Oliveragemmula diomedea, common name the albatross turrid, is a species of sea snail, a marine gastropod mollusk in the family Turridae, the turrids. It was originally described in The family Turridae in the Indo-Pacific. Part 1. The subfamily Turrinae by Arthur William Baden Powell in 1964.

==Taxonomy==
According to Wilson, 1994 A.W.B. Powell, 1966 described it as a subspecies of Gemmula (Gemmula) congener diomedea but the two forms occur in the same areas and full species rank is accorded to Oliveragemmula diomedea.

==Description==
In adults, the height of the shell varies from 63 to 88 mm. The shell is elongate-fusiform and contains a spire and a flexed anterior canal. It has 9 adule whorl, each of which are angled around the middle whorl height by a broad, square-cut peripheral carina which are studded with vertically fused gemmules.

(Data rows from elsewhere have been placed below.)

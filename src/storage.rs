use anyhow::Context;
use chrono::Utc;
use std::fs::File;
use std::io::Write;
use std::path::{Path, PathBuf};

use crate::error::{Result, TrackError};
use crate::geo_sample::RawReading;
use crate::track_record::TrackRecord;
use crate::track_session::IngestResult;
use crate::track_store::{Setting, TrackStore};

pub struct RawDataFile {
    pub name: String,
    pub path: String,
}

/* Optional and off by default: keep every raw reading we got from the location
   source, with the ingest result, in a csv file. Meant for debugging location
   sources. A new file is used every time the recorder is enabled.
*/
struct RawDataRecorder {
    dir: PathBuf,
    file: Option<File>,
}

impl RawDataRecorder {
    fn init(support_dir: &str) -> anyhow::Result<RawDataRecorder> {
        let dir = Path::new(support_dir).join("raw_data/");
        std::fs::create_dir_all(&dir)
            .with_context(|| format!("failed to create {}", dir.display()))?;
        Ok(RawDataRecorder { dir, file: None })
    }

    fn flush(&mut self) -> anyhow::Result<()> {
        if let Some(ref mut file) = self.file {
            file.flush()?;
        }
        Ok(())
    }

    fn open_new_file(&self) -> anyhow::Result<File> {
        let timestamp_sec = Utc::now().timestamp();
        let mut i = 0;
        let filename = loop {
            let filename = self.dir.join(format!("gps-{}-{}.csv", timestamp_sec, i));
            if std::fs::metadata(&filename).is_err() {
                break filename;
            }
            i += 1;
        };
        let mut file = File::create(filename)?;
        file.write_all(
            "timestamp_ms,latitude,longitude,accuracy,speed,ingest_result\n".as_bytes(),
        )?;
        Ok(file)
    }

    fn record(
        &mut self,
        raw_reading: &RawReading,
        ingest_result: Option<IngestResult>,
    ) -> anyhow::Result<()> {
        let file = match self.file.take() {
            Some(file) => file,
            None => self.open_new_file()?,
        };
        let file = self.file.insert(file);
        file.write_all(
            format!(
                "{},{},{},{},{},{}\n",
                raw_reading.timestamp_ms,
                raw_reading.latitude,
                raw_reading.longitude,
                &raw_reading.accuracy.map(|x| x.to_string()).unwrap_or_default(),
                &raw_reading.speed.map(|x| x.to_string()).unwrap_or_default(),
                // empty when the reading was rejected before ingest
                &ingest_result.map(|x| x.to_int().to_string()).unwrap_or_default(),
            )
            .as_bytes(),
        )?;
        Ok(())
    }
}

pub struct Storage {
    support_dir: String,
    track_store: TrackStore,
    raw_data_recorder: Option<RawDataRecorder>, // `None` means disabled
}

impl Storage {
    pub fn init(support_dir: String) -> Result<Self> {
        let track_store = TrackStore::open(&support_dir)?;
        let raw_data_recorder =
            if track_store.get_setting_with_default(Setting::RawDataMode, false) {
                Some(RawDataRecorder::init(&support_dir).map_err(TrackError::Persistence)?)
            } else {
                None
            };
        Ok(Storage {
            support_dir,
            track_store,
            raw_data_recorder,
        })
    }

    pub fn track_store(&self) -> &TrackStore {
        &self.track_store
    }

    pub fn toggle_raw_data_mode(&mut self, enable: bool) -> Result<()> {
        if enable {
            if self.raw_data_recorder.is_none() {
                let recorder =
                    RawDataRecorder::init(&self.support_dir).map_err(TrackError::Persistence)?;
                self.raw_data_recorder = Some(recorder);
                debug!("[storage] raw data mode enabled");
                self.track_store.set_setting(Setting::RawDataMode, true)?;
            }
        } else if self.raw_data_recorder.is_some() {
            debug!("[storage] raw data mode disabled");
            // `drop` closes the file
            self.raw_data_recorder = None;
            self.track_store.set_setting(Setting::RawDataMode, false)?;
        }
        Ok(())
    }

    pub fn get_raw_data_mode(&self) -> bool {
        self.raw_data_recorder.is_some()
    }

    // Best effort, a debugging aid should never interrupt recording.
    pub fn record_raw_data(
        &mut self,
        raw_reading: &RawReading,
        ingest_result: Option<IngestResult>,
    ) {
        if let Some(ref mut recorder) = self.raw_data_recorder {
            if let Err(error) = recorder.record(raw_reading, ingest_result) {
                warn!("[storage] failed to record raw data: {:#}", error);
            }
        }
    }

    pub fn list_all_raw_data(&self) -> Result<Vec<RawDataFile>> {
        let dir = Path::new(&self.support_dir).join("raw_data/");
        let mut result = Vec::new();
        if !dir.exists() {
            return Ok(result);
        }
        for entry in std::fs::read_dir(dir).map_err(|e| TrackError::Persistence(e.into()))? {
            let entry = entry.map_err(|e| TrackError::Persistence(e.into()))?;
            let name = entry.file_name().to_string_lossy().into_owned();
            if name.ends_with(".csv") {
                result.push(RawDataFile {
                    name,
                    path: entry.path().to_string_lossy().into_owned(),
                })
            }
        }
        result.sort_by(|a, b| a.name.cmp(&b.name));
        Ok(result)
    }

    /// Returns the track as stored, its id may differ from `record.id`.
    pub fn append_track(&mut self, record: &TrackRecord) -> Result<TrackRecord> {
        self.track_store.append(record)
    }

    pub fn load_tracks(&self) -> Result<Vec<TrackRecord>> {
        self.track_store.load_all()
    }

    pub fn delete_all_tracks(&mut self) -> Result<()> {
        self.track_store.delete_all()
    }

    pub fn flush(&mut self) -> Result<()> {
        debug!("[storage] flushing");
        self.track_store.flush()?;
        if let Some(ref mut recorder) = self.raw_data_recorder {
            recorder.flush().map_err(TrackError::Persistence)?;
        }
        Ok(())
    }
}
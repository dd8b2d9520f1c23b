use std::sync::mpsc::{self, Receiver};

use crate::error::{Result, TrackError};
use crate::geo_sample::{GeoSample, RawReading};
use crate::location::{LocationEvent, LocationSource};
use crate::presentation::{LiveSnapshot, Notification, Presenter};
use crate::storage::Storage;
use crate::track_record::TrackRecord;
use crate::track_session::{IngestResult, SessionStats, TrackSession};

#[derive(Debug, PartialEq)]
pub enum StopOutcome {
    Saved(TrackRecord),
    NothingToSave,
}

/// Ties a location source, a recording session, storage and the UI together.
/// Owns all of them, a host that needs to share it across threads can put it
/// behind a `Mutex`.
pub struct Recorder {
    session: TrackSession,
    storage: Storage,
    source: Box<dyn LocationSource>,
    events: Option<Receiver<LocationEvent>>,
    presenter: Box<dyn Presenter>,
    // stopped tracks whose save failed, oldest first, kept for `retry_save`
    pending_records: Vec<TrackRecord>,
}

impl Recorder {
    pub fn new(
        storage: Storage,
        source: Box<dyn LocationSource>,
        presenter: Box<dyn Presenter>,
    ) -> Self {
        Self::with_session(TrackSession::new(), storage, source, presenter)
    }

    pub fn with_session(
        session: TrackSession,
        storage: Storage,
        source: Box<dyn LocationSource>,
        presenter: Box<dyn Presenter>,
    ) -> Self {
        Recorder {
            session,
            storage,
            source,
            events: None,
            presenter,
            pending_records: Vec::new(),
        }
    }

    pub fn session(&self) -> &TrackSession {
        &self.session
    }

    pub fn storage(&self) -> &Storage {
        &self.storage
    }

    pub fn storage_mut(&mut self) -> &mut Storage {
        &mut self.storage
    }

    /// The oldest track that still needs to be saved, see `retry_save`.
    pub fn pending_record(&self) -> Option<&TrackRecord> {
        self.pending_records.first()
    }

    pub fn pending_records(&self) -> &[TrackRecord] {
        &self.pending_records
    }

    pub fn current_stats(&self) -> SessionStats {
        self.session.current_stats()
    }

    pub fn start_recording(&mut self) -> Result<()> {
        if self.session.is_recording() {
            return Err(TrackError::AlreadyRecording);
        }
        let (sender, receiver) = mpsc::channel();
        if let Err(error) = self.source.subscribe(sender) {
            let reason = format!("{:#}", error);
            self.presenter.notify(Notification::LocationUnavailable {
                reason: reason.clone(),
            });
            return Err(TrackError::LocationUnavailable { reason });
        }
        self.events = Some(receiver);
        self.session.start()
    }

    /// Handles everything the current subscription delivered so far. Returns
    /// the number of events handled.
    pub fn pump(&mut self) -> usize {
        let events: Vec<LocationEvent> = match &self.events {
            None => return 0,
            Some(receiver) => receiver.try_iter().collect(),
        };
        let count = events.len();
        for event in events {
            match event {
                LocationEvent::Readings(readings) => {
                    if let Err(error) = self.on_location_update(readings) {
                        debug!("[recorder] readings dropped: {}", error);
                    }
                }
                LocationEvent::Unavailable { reason } => {
                    self.on_location_unavailable(&reason);
                    break;
                }
            }
        }
        count
    }

    /// Returns the number of readings appended to the track.
    pub fn on_location_update(&mut self, mut readings: Vec<RawReading>) -> Result<usize> {
        if !self.session.is_recording() {
            return Err(TrackError::NotRecording);
        }
        // NOTE: batches are not always in capture order
        readings.sort_by_key(|x| x.timestamp_ms);

        let mut appended = 0;
        for raw_reading in readings {
            let sample = match GeoSample::try_from(&raw_reading) {
                Ok(sample) => sample,
                Err(error) => {
                    warn!("[recorder] {}", error);
                    self.storage.record_raw_data(&raw_reading, None);
                    continue;
                }
            };
            let ingest_result = self.session.ingest(sample)?;
            self.storage.record_raw_data(&raw_reading, Some(ingest_result));
            if ingest_result == IngestResult::Append {
                appended += 1;
                if let Some(last) = self.session.last_sample() {
                    let snapshot = LiveSnapshot::new(last, &self.session.current_stats());
                    self.presenter.notify(Notification::Sample(snapshot));
                }
            }
        }
        Ok(appended)
    }

    /// The source gave up. The samples collected so far stay in the session,
    /// which can still be stopped and saved.
    pub fn on_location_unavailable(&mut self, reason: &str) {
        warn!("[recorder] location source unavailable: {}", reason);
        self.unsubscribe();
        self.presenter.notify(Notification::LocationUnavailable {
            reason: reason.to_string(),
        });
    }

    fn unsubscribe(&mut self) {
        if self.events.take().is_some() {
            self.source.unsubscribe();
        }
    }

    pub fn stop_recording(&mut self) -> Result<StopOutcome> {
        if !self.session.is_recording() {
            return Err(TrackError::NotRecording);
        }
        // readings delivered before the stop still belong to this track
        self.pump();
        self.unsubscribe();

        match self.session.stop() {
            Ok(record) => match self.save(&record) {
                Ok(stored) => Ok(StopOutcome::Saved(stored)),
                Err(error) => {
                    self.pending_records.push(record);
                    Err(error)
                }
            },
            Err(TrackError::InsufficientData { point_count, .. }) => {
                info!("[recorder] nothing to save: point_count={}", point_count);
                self.presenter.notify(Notification::NothingToSave);
                Ok(StopOutcome::NothingToSave)
            }
            Err(error) => Err(error),
        }
    }

    fn save(&mut self, record: &TrackRecord) -> Result<TrackRecord> {
        match self.storage.append_track(record) {
            Ok(stored) => {
                self.presenter.notify(Notification::Saved {
                    distance_km: stored.total_distance_km,
                    duration: stored.duration.clone(),
                });
                Ok(stored)
            }
            Err(error) => {
                error!("[recorder] failed to save track {}: {}", record.id, error);
                self.presenter.notify(Notification::SaveFailed {
                    reason: error.to_string(),
                });
                Err(error)
            }
        }
    }

    /// Saves the oldest track of a failed save again. `None` if there is
    /// nothing pending. A track stays pending until it is saved.
    pub fn retry_save(&mut self) -> Result<Option<TrackRecord>> {
        let record = match self.pending_records.first() {
            None => return Ok(None),
            Some(record) => record.clone(),
        };
        let stored = self.save(&record)?;
        self.pending_records.remove(0);
        Ok(Some(stored))
    }

    /// Saved tracks, oldest first. An unreadable collection is reported to the
    /// presenter and treated as empty.
    pub fn saved_tracks(&mut self) -> Result<Vec<TrackRecord>> {
        match self.storage.load_tracks() {
            Ok(tracks) => Ok(tracks),
            Err(TrackError::CorruptData { reason }) => {
                error!("[recorder] saved tracks are corrupted: {}", reason);
                self.presenter.notify(Notification::StorageCorrupted { reason });
                Ok(Vec::new())
            }
            Err(error) => Err(error),
        }
    }
}
#[macro_use]
extern crate log;
#[macro_use]
extern crate anyhow;

pub mod distance;
pub mod error;
pub mod export_data;
pub mod geo_sample;
pub mod import_data;
pub mod location;
pub mod logs;
pub mod presentation;
pub mod recorder;
pub mod storage;
pub mod track_record;
pub mod track_session;
pub mod track_store;
pub mod utils;

pub use error::{Result, TrackError};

The subsutural fold consists of two gemmate cords. The shoulder is concave with 3-5 threads. There are 2 primary cords between the peripheral carina and the lower shell structure with 2-3 weaker threads in the interspaces. The body whorl (including siphonal canal and anterior canals) have many primary cords and intermediate threads. The upper part of the base has four spiral cords are much stronger than the rest of the cords and in some cases they are developed into large, meandering folds that laciniate the margin of the outer lip. The shell has a spiral structure which renders all of the cords gemmate or crenulate. The color is white except for a subsutural band of light brown which covers both subsutural cords.

==Distribution==
Oliveragemmula diomedea has been recorded of the coast of the Philippines, in the Bismarck Sea, off the coast of western Australia, and off the coast of Taiwan.